Der mit nahezu drei Metern Spannweite sehr grosse Bartgeier, Opfer durch gezielte Jagd aufgrund von zahlreichen Mythen, wurde in den 1990er Jahren in der Schweiz und auch im Schweizer Nationalpark erfolgreich wieder angesiedelt. Hierdurch gibt es heute wieder einige Brutpaare. Mit viel Glück kann man auch den vor dem Aussterben geretteten Steinadler im Nationalpark sehen.

Ein ebenfalls sehr scheuer und ausgerotteter Geselle ist der flinke Luchs. Von seiner Art wurde 2007 erstmals ein Exemplar im Naturpark gesichtet. Nach seiner Markierung stellte man allerdings fest, dass er wohl wieder in seine italienische Heimat zurückwanderte. Dennoch scheint der Luchs nach und nach wieder in der Schewiz heimisch zu werden. Mehr darüber lesen Sie in dem Beitrag Rückkehr des Pinselohrs: Der Luchs erobert sich die Schweiz zurück.

Nahezu überall im Schweizer Nationalpark lassen sich Gämse beobachten. Schwache Bestände waren einer der Gründe, warum der Park gegründet wurde. Doch trotz Schutzgebiet vermehren sie sich seit der Gründung nicht wie erwartet, was Forscher auf den Plan rief, um dies zu untersuchen. Bereits 1650 war der Steinbock in der Schweiz ausgerottet. Heute, vor allem dank seinem besonderen Schutz und Zuchtprogrammen, leben wieder etwa 300 Exemplare in dem geschützten Park.

Von Hühnern und Eichhörnchen: Kleine Tiere im Nationalpark Schweiz

Wer in die Baumwipfel des Schweizer Nationalparks schaut, sieht vielleicht eines der gar nicht so seltenen Eichhörnchen. Auch der clevere Tannenhäher, das Wappentier im Signet des Schweizer Nationalparks, ist oft in den Wäldern anzutreffen, ebenso wie viele einheimische Vogelarten. Der Tannenhäher knackt die Zapfen der Arven und legt aus unzähligen Samen Futterlager an, ähnlich wie das Eichhörnchen. Etwa 80 Prozent der Samen findet er sogar im Schnee, aus dem Rest werden neue Bäume.

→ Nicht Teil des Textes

//! Sponsored Products entity streams
//!
//! Campaigns and ad groups are top-level parents; everything else is
//! scoped to one of them through a parent-id filter.

use super::types::{ParentLink, StreamDefinition};
use crate::pagination::PaginationConfig;
use crate::schema::{JsonSchema, SchemaProperty};
use serde_json::json;
use std::collections::BTreeMap;

fn props(fields: Vec<(&str, SchemaProperty)>) -> BTreeMap<String, SchemaProperty> {
    fields
        .into_iter()
        .map(|(name, property)| (name.to_string(), property))
        .collect()
}

/// `extendedData` block shared by ad groups and keywords
fn extended_data() -> SchemaProperty {
    SchemaProperty::object(Some(props(vec![
        ("creationDate", SchemaProperty::number()),
        ("creationDateTime", SchemaProperty::date_time()),
        ("lastUpdateDate", SchemaProperty::number()),
        ("lastUpdateDateTime", SchemaProperty::date_time()),
        ("servingStatus", SchemaProperty::string()),
        ("servingStatusDetails", SchemaProperty::array(SchemaProperty::object(None))),
        ("statusReasons", SchemaProperty::array(SchemaProperty::string())),
    ])))
}

pub(super) fn campaigns() -> StreamDefinition {
    let budget = SchemaProperty::object(Some(props(vec![
        ("budget", SchemaProperty::number()),
        ("budgetType", SchemaProperty::string()),
    ])));
    let placement = SchemaProperty::object(Some(props(vec![
        ("placement", SchemaProperty::string()),
        ("percentage", SchemaProperty::number()),
    ])));
    let dynamic_bidding = SchemaProperty::object(Some(props(vec![
        ("strategy", SchemaProperty::string()),
        ("placementBidding", SchemaProperty::array(placement)),
    ])));

    StreamDefinition::list(
        "campaigns",
        "/sp/campaigns/list",
        "application/vnd.spCampaign.v3+json",
        "$.campaigns",
    )
    .with_id_field("campaignId")
    .with_schema(JsonSchema::from_properties(vec![
        ("campaignId", SchemaProperty::string()),
        ("name", SchemaProperty::string()),
        ("budget", budget),
        ("targetingType", SchemaProperty::string()),
        ("state", SchemaProperty::string()),
        ("startDate", SchemaProperty::date()),
        ("endDate", SchemaProperty::date()),
        ("premiumBidAdjustment", SchemaProperty::boolean()),
        ("dynamicBidding", dynamic_bidding),
        ("servingStatus", SchemaProperty::string()),
    ]))
    .with_keys(&["campaignId"])
}

pub(super) fn adgroups() -> StreamDefinition {
    StreamDefinition::list(
        "adgroups",
        "/sp/adGroups/list",
        "application/vnd.spAdGroup.v3+json",
        "$.adGroups",
    )
    .with_body("includeExtendedDataFields", json!(true))
    .with_id_field("adGroupId")
    .with_schema(JsonSchema::from_properties(vec![
        ("adGroupId", SchemaProperty::string()),
        ("campaignId", SchemaProperty::string()),
        ("name", SchemaProperty::string()),
        ("state", SchemaProperty::string()),
        ("defaultBid", SchemaProperty::number()),
        ("extendedData", extended_data()),
    ]))
    .with_keys(&["adGroupId"])
}

pub(super) fn keywords() -> StreamDefinition {
    StreamDefinition::list(
        "keywords",
        "/sp/keywords/list",
        "application/vnd.spKeyword.v3+json",
        "$.keywords",
    )
    .with_body("includeExtendedDataFields", json!(true))
    .with_parent(ParentLink::include("campaigns", "campaignIdFilter", "campaignId"))
    .with_schema(JsonSchema::from_properties(vec![
        ("keywordId", SchemaProperty::string()),
        ("adGroupId", SchemaProperty::string()),
        ("campaignId", SchemaProperty::string()),
        ("keywordText", SchemaProperty::string()),
        ("matchType", SchemaProperty::string()),
        ("state", SchemaProperty::string()),
        ("bid", SchemaProperty::number()),
        ("extendedData", extended_data()),
    ]))
    .with_keys(&["keywordId"])
}

pub(super) fn targets() -> StreamDefinition {
    StreamDefinition::list(
        "targets",
        "/sp/targets/list",
        "application/vnd.spTargetingClause.v3+json",
        "$.targetingClauses",
    )
    .with_parent(ParentLink::include("campaigns", "campaignIdFilter", "campaignId"))
    .with_schema(JsonSchema::from_properties(vec![
        ("targetId", SchemaProperty::string()),
        ("adGroupId", SchemaProperty::string()),
        ("campaignId", SchemaProperty::string()),
        ("state", SchemaProperty::string()),
        ("expressionType", SchemaProperty::string()),
        ("expression", SchemaProperty::array(SchemaProperty::object(None))),
        ("resolvedExpression", SchemaProperty::array(SchemaProperty::object(None))),
        ("bid", SchemaProperty::number()),
    ]))
    .with_keys(&["targetId"])
}

pub(super) fn negative_keywords() -> StreamDefinition {
    StreamDefinition::list(
        "negative_keywords",
        "/sp/negativeKeywords/list",
        "application/vnd.spNegativeKeyword.v3+json",
        "$.negativeKeywords",
    )
    .with_parent(ParentLink::include("campaigns", "campaignIdFilter", "campaignId"))
    .with_schema(JsonSchema::from_properties(vec![
        ("keywordId", SchemaProperty::string()),
        ("adGroupId", SchemaProperty::string()),
        ("campaignId", SchemaProperty::string()),
        ("keywordText", SchemaProperty::string()),
        ("matchType", SchemaProperty::string()),
        ("state", SchemaProperty::string()),
    ]))
    .with_keys(&["keywordId"])
}

pub(super) fn productads() -> StreamDefinition {
    StreamDefinition::list(
        "productads",
        "/sp/productAds/list",
        "application/vnd.spProductAd.v3+json",
        "$.productAds",
    )
    .with_parent(ParentLink::include("adgroups", "adGroupIdFilter", "adGroupId"))
    .with_schema(JsonSchema::from_properties(vec![
        ("adId", SchemaProperty::string()),
        ("adGroupId", SchemaProperty::string()),
        ("campaignId", SchemaProperty::string()),
        ("sku", SchemaProperty::string()),
        ("asin", SchemaProperty::string()),
        ("state", SchemaProperty::string()),
        (
            "extendedData",
            SchemaProperty::object(Some(props(vec![
                ("creationDate", SchemaProperty::number()),
                ("lastUpdateDate", SchemaProperty::number()),
                ("servingStatus", SchemaProperty::string()),
            ]))),
        ),
    ]))
    .with_keys(&["adId"])
}

pub(super) fn campaign_budgets() -> StreamDefinition {
    StreamDefinition::list(
        "campaign_budgets",
        "/sp/campaigns/budget/usage",
        "application/vnd.spCampaignBudget.v3+json",
        "$.success",
    )
    .without_state_filter()
    .with_pagination(PaginationConfig::None)
    .with_parent(ParentLink::id_list("campaigns", "campaignIds", "campaignId"))
    .with_schema(JsonSchema::from_properties(vec![
        ("campaignId", SchemaProperty::string()),
        ("budget", SchemaProperty::number()),
        ("budgetUsagePercent", SchemaProperty::number()),
        ("usageUpdatedTimestamp", SchemaProperty::date_time()),
        ("index", SchemaProperty::integer()),
    ]))
    .with_keys(&["campaignId"])
}
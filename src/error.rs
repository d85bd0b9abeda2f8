//! Error types for the Amazon Ads tap
//!
//! This module defines the error hierarchy for the entire crate.
//! All public APIs return `Result<T, Error>` where Error is defined here.
//!
//! The variants map onto the failure taxonomy of a run:
//! - authentication failures abort the whole run
//! - access, rate-limit and upstream failures abort one profile/stream
//! - configuration failures surface before any network activity

use thiserror::Error;

/// The main error type for the tap
#[derive(Error, Debug)]
pub enum Error {
    // ============================================================================
    // Configuration Errors
    // ============================================================================
    #[error("Configuration error: {message}")]
    Config { message: String },

    #[error("Missing required config field: {field}")]
    MissingConfigField { field: String },

    #[error("Invalid config value for '{field}': {message}")]
    InvalidConfigValue { field: String, message: String },

    #[error("Failed to parse YAML: {0}")]
    YamlParse(#[from] serde_yaml::Error),

    #[error("Failed to parse JSON: {0}")]
    JsonParse(#[from] serde_json::Error),

    // ============================================================================
    // Authentication Errors
    // ============================================================================
    #[error("Authentication failed: {message}")]
    Authentication { message: String },

    #[error("Access denied for profile {profile_id}: {body}")]
    AccessDenied { profile_id: String, body: String },

    // ============================================================================
    // HTTP Errors
    // ============================================================================
    #[error("HTTP request failed: {0}")]
    Http(#[from] reqwest::Error),

    #[error("HTTP {status}: {body}")]
    HttpStatus { status: u16, body: String },

    #[error("Rate limit exceeded after {attempts} attempts")]
    RateLimitExceeded { attempts: u32 },

    #[error("Upstream server error {status} after {attempts} attempts")]
    UpstreamServer { status: u16, attempts: u32 },

    #[error("Request timeout after {timeout_ms}ms")]
    Timeout { timeout_ms: u64 },

    #[error("Invalid URL: {0}")]
    InvalidUrl(#[from] url::ParseError),

    // ============================================================================
    // Data Processing Errors
    // ============================================================================
    #[error("JSONPath error: {message}")]
    JsonPath { message: String },

    #[error("Failed to decode response: {message}")]
    Decode { message: String },

    #[error("Report {report_id}: {message}")]
    Report { report_id: String, message: String },

    // ============================================================================
    // State Errors
    // ============================================================================
    #[error("State error: {message}")]
    State { message: String },

    // ============================================================================
    // Connector Errors
    // ============================================================================
    #[error("Connection check failed: {message}")]
    ConnectionCheck { message: String },

    #[error("Stream '{stream}' not found in catalog")]
    StreamNotFound { stream: String },

    #[error("Run cancelled")]
    Cancelled,

    // ============================================================================
    // I/O Errors
    // ============================================================================
    #[error("IO error: {0}")]
    Io(#[from] std::io::Error),

    // ============================================================================
    // Generic Errors
    // ============================================================================
    #[error("{0}")]
    Other(String),

    #[error(transparent)]
    Anyhow(#[from] anyhow::Error),
}

impl Error {
    /// Create a config error
    pub fn config(message: impl Into<String>) -> Self {
        Self::Config {
            message: message.into(),
        }
    }

    /// Create a missing field error
    pub fn missing_field(field: impl Into<String>) -> Self {
        Self::MissingConfigField {
            field: field.into(),
        }
    }

    /// Create an invalid value error
    pub fn invalid_value(field: impl Into<String>, message: impl Into<String>) -> Self {
        Self::InvalidConfigValue {
            field: field.into(),
            message: message.into(),
        }
    }

    /// Create an authentication error
    pub fn auth(message: impl Into<String>) -> Self {
        Self::Authentication {
            message: message.into(),
        }
    }

    /// Create an access denied error
    pub fn access_denied(profile_id: impl Into<String>, body: impl Into<String>) -> Self {
        Self::AccessDenied {
            profile_id: profile_id.into(),
            body: body.into(),
        }
    }

    /// Create an HTTP status error
    pub fn http_status(status: u16, body: impl Into<String>) -> Self {
        Self::HttpStatus {
            status,
            body: body.into(),
        }
    }

    /// Create a JSONPath error
    pub fn json_path(message: impl Into<String>) -> Self {
        Self::JsonPath {
            message: message.into(),
        }
    }

    /// Create a decode error
    pub fn decode(message: impl Into<String>) -> Self {
        Self::Decode {
            message: message.into(),
        }
    }

    /// Create a report error
    pub fn report(report_id: impl Into<String>, message: impl Into<String>) -> Self {
        Self::Report {
            report_id: report_id.into(),
            message: message.into(),
        }
    }

    /// Create a state error
    pub fn state(message: impl Into<String>) -> Self {
        Self::State {
            message: message.into(),
        }
    }

    /// Check if this error must abort the entire run.
    ///
    /// Everything else is scoped to the profile/stream that raised it.
    pub fn is_fatal(&self) -> bool {
        matches!(
            self,
            Error::Authentication { .. }
                | Error::Config { .. }
                | Error::MissingConfigField { .. }
                | Error::InvalidConfigValue { .. }
                | Error::Cancelled
        )
    }
}

/// Result type alias for the tap
pub type Result<T> = std::result::Result<T, Error>;

/// Extension trait for adding context to errors
pub trait ResultExt<T> {
    /// Add context to an error
    fn context(self, message: impl Into<String>) -> Result<T>;

    /// Add context with a closure (lazy evaluation)
    fn with_context<F: FnOnce() -> String>(self, f: F) -> Result<T>;
}

impl<T, E: Into<Error>> ResultExt<T> for std::result::Result<T, E> {
    fn context(self, message: impl Into<String>) -> Result<T> {
        self.map_err(|e| {
            let inner = e.into();
            Error::Other(format!("{}: {}", message.into(), inner))
        })
    }

    fn with_context<F: FnOnce() -> String>(self, f: F) -> Result<T> {
        self.map_err(|e| {
            let inner = e.into();
            Error::Other(format!("{}: {}", f(), inner))
        })
    }
}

Jenseits der Baumgrenze zu sehen ist das Alpenschneehuhn, das sich an kalten Wintertagen in Schneehöhlen ein wohliges Lager zaubert. Auch der Grasfrosch und die putzigen Murmeltiere sind hier heimisch. Diese und viele weitere Tiere finden im Nationalpark eine sichere Heimat und machen einen Besuch sehr erlebnisreich sowie zum einzigartigen Naturerlebnis.